What you will do: Wherever "ApprovedPr" turns up in a line of the entries below, that line counts. Say how many such lines there are, with no other words.

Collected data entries
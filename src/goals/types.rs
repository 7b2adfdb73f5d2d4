use chrono::{DateTime, Utc};
use serde::{Deserialize, Serialize};
use std::fmt;

/// Status classification shared by all goal metrics.
#[derive(Debug, Clone, Copy, PartialEq, Eq, PartialOrd, Ord, Serialize, Deserialize)]
#[serde(rename_all = "kebab-case")]
pub enum GoalStatus {
    Critical,
    NeedsAttention,
    OnTrack,
}

impl GoalStatus {
    /// 90%+ = on-track, 70-89% = needs-attention, below = critical.
    pub fn from_rate(rate: f64) -> Self {
        if rate >= 90.0 {
            GoalStatus::OnTrack
        } else if rate >= 70.0 {
            GoalStatus::NeedsAttention
        } else {
            GoalStatus::Critical
        }
    }

    /// Backlog uses a reduction target instead of the fixed bands, with a
    /// 75%-of-target needs-attention band.
    pub fn from_backlog_reduction(reduction: f64, target: f64) -> Self {
        if reduction >= target {
            GoalStatus::OnTrack
        } else if reduction >= target * 0.75 {
            GoalStatus::NeedsAttention
        } else {
            GoalStatus::Critical
        }
    }
}

impl fmt::Display for GoalStatus {
    fn fmt(&self, f: &mut fmt::Formatter<'_>) -> fmt::Result {
        let s = match self {
            GoalStatus::OnTrack => "on-track",
            GoalStatus::NeedsAttention => "needs-attention",
            GoalStatus::Critical => "critical",
        };
        write!(f, "{}", s)
    }
}

/// Raw data fetched from the hosting API, before any compliance math.
#[derive(Debug, Clone, Default, Serialize, Deserialize)]
pub struct RawGoalsData {
    pub activity_items: Vec<ActivityItem>,
    pub backlog_count: i64,
    pub new_issues: Vec<NewIssue>,
    pub ownership_status: Vec<RepoOwnership>,
}

/// An issue/PR that has been inactive past the 30-day boundary.
#[derive(Debug, Clone, Serialize, Deserialize)]
pub struct ActivityItem {
    pub org: String,
    pub repo: String,
    pub number: u64,
    pub title: String,
    pub item_type: ItemType,
    pub updated_at: DateTime<Utc>,
    pub days_since_update: i64,
}

#[derive(Debug, Clone, Copy, PartialEq, Eq, Serialize, Deserialize)]
#[serde(rename_all = "lowercase")]
pub enum ItemType {
    Issue,
    Pr,
}

#[derive(Debug, Clone, Serialize, Deserialize)]
pub struct NewIssue {
    pub org: String,
    pub repo: String,
    pub number: u64,
    pub title: String,
    pub created_at: DateTime<Utc>,
    pub labels: Vec<String>,
    pub assignees: Vec<String>,
}

#[derive(Debug, Clone, Serialize, Deserialize)]
pub struct RepoOwnership {
    pub org: String,
    pub repo: String,
    pub has_owners: bool,
    pub has_readme: bool,
}

/// Overall progress on all 4 goals.
#[derive(Debug, Clone, Serialize, Deserialize)]
pub struct GoalsProgress {
    pub thirty_day_activity: ActivityGoalMetrics,
    pub backlog_cleanup: BacklogGoalMetrics,
    pub triage_speed: TriageGoalMetrics,
    pub ownership_updates: OwnershipGoalMetrics,

    pub per_repo_metrics: Vec<RepoGoalMetrics>,

    pub fetched_at: DateTime<Utc>,
    pub total_repos_checked: usize,
}

/// Goal 1: 30-Day Activity Rule.
#[derive(Debug, Clone, Serialize, Deserialize)]
pub struct ActivityGoalMetrics {
    pub total_open_items: usize,
    pub items_over_30_days: usize,
    pub compliance_rate: f64,
    pub status: GoalStatus,
    pub worst_offenders: Vec<StaleActivityItem>,
}

#[derive(Debug, Clone, Serialize, Deserialize)]
pub struct StaleActivityItem {
    pub org: String,
    pub repo: String,
    pub number: u64,
    pub title: String,
    pub item_type: ItemType,
    pub days_since_update: i64,
    pub url: String,
}

/// Goal 2: Backlog Cleanup.
#[derive(Debug, Clone, Serialize, Deserialize)]
pub struct BacklogGoalMetrics {
    pub current_backlog: i64,
    pub baseline: i64,
    pub baseline_date: String,
    pub items_reduced: i64,
    pub reduction_percent: f64,
    pub target: f64,
    pub status: GoalStatus,
    pub time_remaining: String,
}

/// Goal 3: Triage Speed.
#[derive(Debug, Clone, Serialize, Deserialize)]
pub struct TriageGoalMetrics {
    pub new_issues_last_72h: usize,
    pub triaged_issues: usize,
    pub untriaged_issues: usize,
    pub triage_rate: f64,
    pub status: GoalStatus,
    pub untriaged_list: Vec<UntriagedIssue>,
}

#[derive(Debug, Clone, Serialize, Deserialize)]
pub struct UntriagedIssue {
    pub org: String,
    pub repo: String,
    pub number: u64,
    pub title: String,
    pub created_at: DateTime<Utc>,
    pub hours_open: i64,
    pub missing_label: bool,
    pub missing_assignee: bool,
    pub url: String,
}

/// Goal 4: Ownership Files.
#[derive(Debug, Clone, Serialize, Deserialize)]
pub struct OwnershipGoalMetrics {
    pub total_repos: usize,
    pub repos_with_files: usize,
    pub repos_missing_files: usize,
    pub compliance_rate: f64,
    pub status: GoalStatus,
    pub repos_needing_attention: Vec<OwnershipRepoStatus>,
}

#[derive(Debug, Clone, Serialize, Deserialize)]
pub struct OwnershipRepoStatus {
    pub org: String,
    pub repo: String,
    pub has_owners: bool,
    pub has_readme: bool,
    pub url: String,
}

/// Goal metrics scoped to a single repository.
#[derive(Debug, Clone, Default, Serialize, Deserialize)]
pub struct RepoGoalMetrics {
    pub org: String,
    pub repo: String,

    pub activity_compliance: f64,
    pub items_over_30_days: usize,
    pub total_open_items: usize,

    pub backlog_count: i64,

    pub triage_rate: f64,
    pub new_issues_last_72h: usize,
    pub untriaged_count: usize,

    pub has_owners: bool,
    pub has_readme: bool,

    /// Worst of the per-repo dimensions.
    pub overall_status: Option<GoalStatus>,
}

/// Immediate action items for maintainers, distinct from longer-horizon goal
/// compliance.
#[derive(Debug, Clone, Default, Serialize, Deserialize)]
pub struct ActionItems {
    pub unresponded_issues: Vec<UnrespondedIssue>,
    pub unreviewed_prs: Vec<UnreviewedPr>,
    pub failing_branches: Vec<FailingBranch>,
    pub approved_prs_ready_to_merge: Vec<ApprovedPr>,
    pub external_contributor_prs: Vec<ExternalContributorPr>,
    pub prs_awaiting_author_response: Vec<PrAwaitingAuthor>,

    pub total_items: usize,
    pub fetched_at: Option<DateTime<Utc>>,
    pub total_checked: usize,
}

impl ActionItems {
    pub fn recount(&mut self) {
        self.total_items = self.unresponded_issues.len()
            + self.unreviewed_prs.len()
            + self.failing_branches.len()
            + self.approved_prs_ready_to_merge.len()
            + self.external_contributor_prs.len()
            + self.prs_awaiting_author_response.len();
    }
}

#[derive(Debug, Clone, Serialize, Deserialize)]
pub struct UnrespondedIssue {
    pub org: String,
    pub repo: String,
    pub number: u64,
    pub title: String,
    pub author: String,
    pub created_at: DateTime<Utc>,
    pub days_since: i64,
    pub url: String,
    pub labels: Vec<String>,
}

#[derive(Debug, Clone, Serialize, Deserialize)]
pub struct UnreviewedPr {
    pub org: String,
    pub repo: String,
    pub number: u64,
    pub title: String,
    pub author: String,
    pub created_at: DateTime<Utc>,
    pub days_since: i64,
    pub url: String,
    pub is_draft: bool,
}

#[derive(Debug, Clone, Serialize, Deserialize)]
pub struct FailingBranch {
    pub org: String,
    pub repo: String,
    pub branch: String,
    pub status: String,
    pub url: String,
    pub checks_url: String,
}

#[derive(Debug, Clone, Serialize, Deserialize)]
pub struct ApprovedPr {
    pub org: String,
    pub repo: String,
    pub number: u64,
    pub title: String,
    pub author: String,
    pub approved_at: Option<DateTime<Utc>>,
    pub days_since: i64,
    pub approval_count: usize,
    pub url: String,
}

#[derive(Debug, Clone, Serialize, Deserialize)]
pub struct ExternalContributorPr {
    pub org: String,
    pub repo: String,
    pub number: u64,
    pub title: String,
    pub author: String,
    pub created_at: DateTime<Utc>,
    pub days_waiting: i64,
    pub is_first_time: bool,
    pub url: String,
}

#[derive(Debug, Clone, Serialize, Deserialize)]
pub struct PrAwaitingAuthor {
    pub org: String,
    pub repo: String,
    pub number: u64,
    pub title: String,
    pub author: String,
    pub reviewer: String,
    pub requested_at: DateTime<Utc>,
    pub days_since_request: i64,
    pub url: String,
}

Output: 2